Recent studies have highlighted that deep neural networks (DNNs) are
vulnerable to adversarial attacks, even in a black-box scenario. However, most
of the existing black-box attack algorithms need to make a huge amount of
queries to perform attacks, which is not practical in the real world. We note
one of the main reasons for the massive queries is that the adversarial example
is required to be visually similar to the original image, but in many cases,
how adversarial examples look like does not matter much. It inspires us to
introduce a new attack called \emph{input-free} attack, under which an
adversary can choose an arbitrary image to start with and is allowed to add
perceptible perturbations on it.
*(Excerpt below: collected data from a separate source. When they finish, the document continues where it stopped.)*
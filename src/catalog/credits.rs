//! Film → cast/crew roster storage.

use crate::model::{CastId, CastMember, CrewId, CrewMember, FilmId};
use crate::primitives::IndexedStore;

/// Default bucket count for the film index.
const DEFAULT_FILM_BUCKETS: usize = 4096;

/// Rosters credited to one film.
#[derive(Debug)]
struct FilmCredits {
    cast: IndexedStore<CastId, CastMember>,
    crew: IndexedStore<CrewId, CrewMember>,
}

impl FilmCredits {
    fn new(cast: Vec<CastMember>, crew: Vec<CrewMember>) -> Self {
        let mut cast_store = IndexedStore::with_capacity(cast.len());
        for member in cast {
            cast_store.put(member.id, member);
        }
        let mut crew_store = IndexedStore::with_capacity(crew.len());
        for member in crew {
            crew_store.put(member.id, member);
        }
        Self {
            cast: cast_store,
            crew: crew_store,
        }
    }
}

/// Credits for every film: who starred in it and who worked on it.
///
/// Rosters are deduplicated by member id on insertion and enumerate in
/// billing (insertion) order.
#[derive(Debug)]
pub struct CreditStore {
    films: IndexedStore<FilmId, FilmCredits>,
}

impl Default for CreditStore {
    fn default() -> Self {
        Self::with_capacity(DEFAULT_FILM_BUCKETS)
    }
}

impl CreditStore {
    /// Creates an empty store with the default film bucket count.
    pub fn new() -> Self {
        Self::default()
    }

    /// Creates an empty store with `capacity` film buckets.
    pub fn with_capacity(capacity: usize) -> Self {
        Self {
            films: IndexedStore::with_capacity(capacity),
        }
    }

    /// Number of credited films.
    pub fn len(&self) -> usize {
        self.films.len()
    }

    /// True when no film has credits.
    pub fn is_empty(&self) -> bool {
        self.films.is_empty()
    }

    /// Records the rosters of a film. Returns false and keeps the existing
    /// credits when the film is already present.
    pub fn add(&mut self, film: FilmId, cast: Vec<CastMember>, crew: Vec<CrewMember>) -> bool {
        if self.films.contains_key(film) {
            return false;
        }
        self.films.put(film, FilmCredits::new(cast, crew))
    }

    /// Removes a film's credits; reports whether anything was removed.
    pub fn remove(&mut self, film: FilmId) -> bool {
        self.films.remove(film)
    }

    /// All credited film ids in insertion order.
    pub fn film_ids(&self) -> Vec<FilmId> {
        self.films.keys().copied().collect()
    }

    /// Films a cast member appeared in, in film insertion order.
    pub fn films_for_cast(&self, cast: CastId) -> Vec<FilmId> {
        let mut films = Vec::new();
        for &film in self.films.keys() {
            if let Some(credits) = self.films.get(film) {
                if credits.cast.contains_key(cast) {
                    films.push(film);
                }
            }
        }
        films
    }

    /// Films a crew member worked on, in film insertion order.
    pub fn films_for_crew(&self, crew: CrewId) -> Vec<FilmId> {
        let mut films = Vec::new();
        for &film in self.films.keys() {
            if let Some(credits) = self.films.get(film) {
                if credits.crew.contains_key(crew) {
                    films.push(film);
                }
            }
        }
        films
    }

    /// Cast roster of a film in billing order; `None` for unknown films.
    pub fn cast_roster(&self, film: FilmId) -> Option<Vec<CastMember>> {
        let credits = self.films.get(film)?;
        let mut roster = Vec::with_capacity(credits.cast.len());
        for &id in credits.cast.keys() {
            if let Some(member) = credits.cast.get(id) {
                roster.push(member.clone());
            }
        }
        Some(roster)
    }

    /// Crew roster of a film; `None` for unknown films.
    pub fn crew_roster(&self, film: FilmId) -> Option<Vec<CrewMember>> {
        let credits = self.films.get(film)?;
        let mut roster = Vec::with_capacity(credits.crew.len());
        for &id in credits.crew.keys() {
            if let Some(member) = credits.crew.get(id) {
                roster.push(member.clone());
            }
        }
        Some(roster)
    }

    /// Cast roster size of a film; `None` for unknown films.
    pub fn cast_size(&self, film: FilmId) -> Option<usize> {
        self.films.get(film).map(|credits| credits.cast.len())
    }

    /// Crew roster size of a film; `None` for unknown films.
    pub fn crew_size(&self, film: FilmId) -> Option<usize> {
        self.films.get(film).map(|credits| credits.crew.len())
    }

    /// Billed name of a cast member, from the first film crediting them.
    pub fn cast_name(&self, cast: CastId) -> Option<&str> {
        for &film in self.films.keys() {
            if let Some(member) = self.films.get(film).and_then(|credits| credits.cast.get(cast)) {
                return Some(member.name.as_str());
            }
        }
        None
    }

    /// Billed name of a crew member, from the first film crediting them.
    pub fn crew_name(&self, crew: CrewId) -> Option<&str> {
        for &film in self.films.keys() {
            if let Some(member) = self.films.get(film).and_then(|credits| credits.crew.get(crew)) {
                return Some(member.name.as_str());
            }
        }
        None
    }

    /// All distinct cast ids, in first-appearance order.
    pub fn distinct_cast_ids(&self) -> Vec<CastId> {
        let mut total = 0;
        for &film in self.films.keys() {
            total += self.cast_size(film).unwrap_or(0);
        }
        let mut seen: IndexedStore<CastId, ()> = IndexedStore::with_capacity(total);
        for &film in self.films.keys() {
            if let Some(credits) = self.films.get(film) {
                for &id in credits.cast.keys() {
                    seen.put(id, ());
                }
            }
        }
        seen.keys().copied().collect()
    }

    /// All distinct crew ids, in first-appearance order.
    pub fn distinct_crew_ids(&self) -> Vec<CrewId> {
        let mut total = 0;
        for &film in self.films.keys() {
            total += self.crew_size(film).unwrap_or(0);
        }
        let mut seen: IndexedStore<CrewId, ()> = IndexedStore::with_capacity(total);
        for &film in self.films.keys() {
            if let Some(credits) = self.films.get(film) {
                for &id in credits.crew.keys() {
                    seen.put(id, ());
                }
            }
        }
        seen.keys().copied().collect()
    }

    /// Cast members whose name contains `fragment`, deduplicated by id.
    pub fn find_cast(&self, fragment: &str) -> Vec<CastMember> {
        let mut seen: IndexedStore<CastId, ()> = IndexedStore::with_capacity(self.films.len());
        let mut matches = Vec::new();
        for &film in self.films.keys() {
            if let Some(credits) = self.films.get(film) {
                for &id in credits.cast.keys() {
                    if let Some(member) = credits.cast.get(id) {
                        if member.name.contains(fragment) && seen.put(id, ()) {
                            matches.push(member.clone());
                        }
                    }
                }
            }
        }
        matches
    }

    /// Crew members whose name contains `fragment`, deduplicated by id.
    pub fn find_crew(&self, fragment: &str) -> Vec<CrewMember> {
        let mut seen: IndexedStore<CrewId, ()> = IndexedStore::with_capacity(self.films.len());
        let mut matches = Vec::new();
        for &film in self.films.keys() {
            if let Some(credits) = self.films.get(film) {
                for &id in credits.crew.keys() {
                    if let Some(member) = credits.crew.get(id) {
                        if member.name.contains(fragment) && seen.put(id, ()) {
                            matches.push(member.clone());
                        }
                    }
                }
            }
        }
        matches
    }
}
Following this approach, we propose two
techniques to significantly reduce the query complexity. First, we initialize
an adversarial example with a gray color image on which every pixel has roughly
the same importance for the target model. Then we shrink the dimension of the
attack space by perturbing a small region and tiling it to cover the input
image. To make our algorithm more effective, we stabilize a projected gradient
ascent algorithm with momentum, and also propose a heuristic approach for
region size selection. Through extensive experiments, we show that with only
1,701 queries on average, we can perturb a gray image to any target class of
ImageNet with a 100\% success rate on InceptionV3. Besides, our algorithm has
successfully defeated two real-world systems, the Clarifai food detection API
and the Baidu Animal Identification API.